**Goal of the exercise:** To complete the exercise, repeat every record exactly as it stands.

**Data for analysis:**

+ + +

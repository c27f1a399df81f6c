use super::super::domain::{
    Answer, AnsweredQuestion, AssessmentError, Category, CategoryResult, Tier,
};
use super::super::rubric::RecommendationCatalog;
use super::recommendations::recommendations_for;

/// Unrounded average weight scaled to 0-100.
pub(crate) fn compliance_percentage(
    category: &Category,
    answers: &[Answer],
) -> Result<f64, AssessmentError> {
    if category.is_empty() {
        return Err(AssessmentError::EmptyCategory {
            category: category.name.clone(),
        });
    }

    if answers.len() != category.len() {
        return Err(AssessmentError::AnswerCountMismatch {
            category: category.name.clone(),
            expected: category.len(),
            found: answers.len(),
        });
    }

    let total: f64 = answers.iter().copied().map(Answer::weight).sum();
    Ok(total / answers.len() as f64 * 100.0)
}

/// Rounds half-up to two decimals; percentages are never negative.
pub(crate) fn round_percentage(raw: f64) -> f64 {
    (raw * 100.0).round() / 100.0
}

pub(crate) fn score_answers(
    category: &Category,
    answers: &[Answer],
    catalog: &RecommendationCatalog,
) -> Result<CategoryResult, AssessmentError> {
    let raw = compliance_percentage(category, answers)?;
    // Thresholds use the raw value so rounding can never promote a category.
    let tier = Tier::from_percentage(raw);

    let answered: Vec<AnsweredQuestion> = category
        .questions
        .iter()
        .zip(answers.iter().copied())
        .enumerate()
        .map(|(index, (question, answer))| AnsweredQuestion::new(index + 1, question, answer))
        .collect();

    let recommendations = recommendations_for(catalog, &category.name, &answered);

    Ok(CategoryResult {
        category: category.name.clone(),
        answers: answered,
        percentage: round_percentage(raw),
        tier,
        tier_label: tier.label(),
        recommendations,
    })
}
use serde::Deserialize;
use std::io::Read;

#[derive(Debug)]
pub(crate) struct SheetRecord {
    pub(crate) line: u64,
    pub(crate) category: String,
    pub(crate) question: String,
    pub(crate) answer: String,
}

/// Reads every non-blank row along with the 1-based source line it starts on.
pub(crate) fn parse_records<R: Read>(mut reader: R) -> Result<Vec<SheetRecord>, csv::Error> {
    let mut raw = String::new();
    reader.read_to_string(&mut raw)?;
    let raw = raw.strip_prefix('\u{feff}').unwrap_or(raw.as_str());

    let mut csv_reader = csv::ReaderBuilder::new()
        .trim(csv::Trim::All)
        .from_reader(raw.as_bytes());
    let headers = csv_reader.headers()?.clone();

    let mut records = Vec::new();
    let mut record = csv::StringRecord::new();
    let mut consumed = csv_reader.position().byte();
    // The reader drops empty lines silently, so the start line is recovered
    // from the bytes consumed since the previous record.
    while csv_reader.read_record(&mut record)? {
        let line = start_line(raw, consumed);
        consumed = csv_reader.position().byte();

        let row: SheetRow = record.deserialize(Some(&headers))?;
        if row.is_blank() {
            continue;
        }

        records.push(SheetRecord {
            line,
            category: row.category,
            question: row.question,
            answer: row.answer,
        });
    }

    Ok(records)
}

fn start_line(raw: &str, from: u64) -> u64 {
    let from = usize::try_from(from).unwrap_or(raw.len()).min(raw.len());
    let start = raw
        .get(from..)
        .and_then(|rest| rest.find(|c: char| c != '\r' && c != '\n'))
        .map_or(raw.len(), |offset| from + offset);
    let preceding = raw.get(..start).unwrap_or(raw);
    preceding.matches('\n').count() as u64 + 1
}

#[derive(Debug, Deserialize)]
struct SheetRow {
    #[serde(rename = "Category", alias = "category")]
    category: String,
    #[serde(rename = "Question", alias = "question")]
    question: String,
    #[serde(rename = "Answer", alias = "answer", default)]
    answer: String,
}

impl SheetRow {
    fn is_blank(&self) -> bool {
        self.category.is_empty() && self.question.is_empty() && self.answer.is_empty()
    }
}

+ + +

**Solution to the problem:**
repository c27f1a399df81f6c
use super::super::domain::{
    Answer, AnsweredQuestion, AssessmentError, Category, CategoryResult, Tier,
};
use super::super::rubric::RecommendationCatalog;
use super::recommendations::recommendations_for;

/// Unrounded average weight scaled to 0-100.
pub(crate) fn compliance_percentage(
    category: &Category,
    answers: &[Answer],
) -> Result<f64, AssessmentError> {
    if category.is_empty() {
        return Err(AssessmentError::EmptyCategory {
            category: category.name.clone(),
        });
    }

    if answers.len() != category.len() {
        return Err(AssessmentError::AnswerCountMismatch {
            category: category.name.clone(),
            expected: category.len(),
            found: answers.len(),
        });
    }

    let total: f64 = answers.iter().copied().map(Answer::weight).sum();
    Ok(total / answers.len() as f64 * 100.0)
}

/// Rounds half-up to two decimals; percentages are never negative.
pub(crate) fn round_percentage(raw: f64) -> f64 {
    (raw * 100.0).round() / 100.0
}

pub(crate) fn score_answers(
    category: &Category,
    answers: &[Answer],
    catalog: &RecommendationCatalog,
) -> Result<CategoryResult, AssessmentError> {
    let raw = compliance_percentage(category, answers)?;
    // Thresholds use the raw value so rounding can never promote a category.
    let tier = Tier::from_percentage(raw);

    let answered: Vec<AnsweredQuestion> = category
        .questions
        .iter()
        .zip(answers.iter().copied())
        .enumerate()
        .map(|(index, (question, answer))| AnsweredQuestion::new(index + 1, question, answer))
        .collect();

    let recommendations = recommendations_for(catalog, &category.name, &answered);

    Ok(CategoryResult {
        category: category.name.clone(),
        answers: answered,
        percentage: round_percentage(raw),
        tier,
        tier_label: tier.label(),
        recommendations,
    })
}
use serde::Deserialize;
use std::io::Read;

#[derive(Debug)]
pub(crate) struct SheetRecord {
    pub(crate) line: u64,
    pub(crate) category: String,
    pub(crate) question: String,
    pub(crate) answer: String,
}

/// Reads every non-blank row along with the 1-based source line it starts on.
pub(crate) fn parse_records<R: Read>(mut reader: R) -> Result<Vec<SheetRecord>, csv::Error> {
    let mut raw = String::new();
    reader.read_to_string(&mut raw)?;
    let raw = raw.strip_prefix('\u{feff}').unwrap_or(raw.as_str());

    let mut csv_reader = csv::ReaderBuilder::new()
        .trim(csv::Trim::All)
        .from_reader(raw.as_bytes());
    let headers = csv_reader.headers()?.clone();

    let mut records = Vec::new();
    let mut record = csv::StringRecord::new();
    let mut consumed = csv_reader.position().byte();
    // The reader drops empty lines silently, so the start line is recovered
    // from the bytes consumed since the previous record.
    while csv_reader.read_record(&mut record)? {
        let line = start_line(raw, consumed);
        consumed = csv_reader.position().byte();

        let row: SheetRow = record.deserialize(Some(&headers))?;
        if row.is_blank() {
            continue;
        }

        records.push(SheetRecord {
            line,
            category: row.category,
            question: row.question,
            answer: row.answer,
        });
    }

    Ok(records)
}

fn start_line(raw: &str, from: u64) -> u64 {
    let from = usize::try_from(from).unwrap_or(raw.len()).min(raw.len());
    let start = raw
        .get(from..)
        .and_then(|rest| rest.find(|c: char| c != '\r' && c != '\n'))
        .map_or(raw.len(), |offset| from + offset);
    let preceding = raw.get(..start).unwrap_or(raw);
    preceding.matches('\n').count() as u64 + 1
}

#[derive(Debug, Deserialize)]
struct SheetRow {
    #[serde(rename = "Category", alias = "category")]
    category: String,
    #[serde(rename = "Question", alias = "question")]
    question: String,
    #[serde(rename = "Answer", alias = "answer", default)]
    answer: String,
}

impl SheetRow {
    fn is_blank(&self) -> bool {
        self.category.is_empty() && self.question.is_empty() && self.answer.is_empty()
    }
}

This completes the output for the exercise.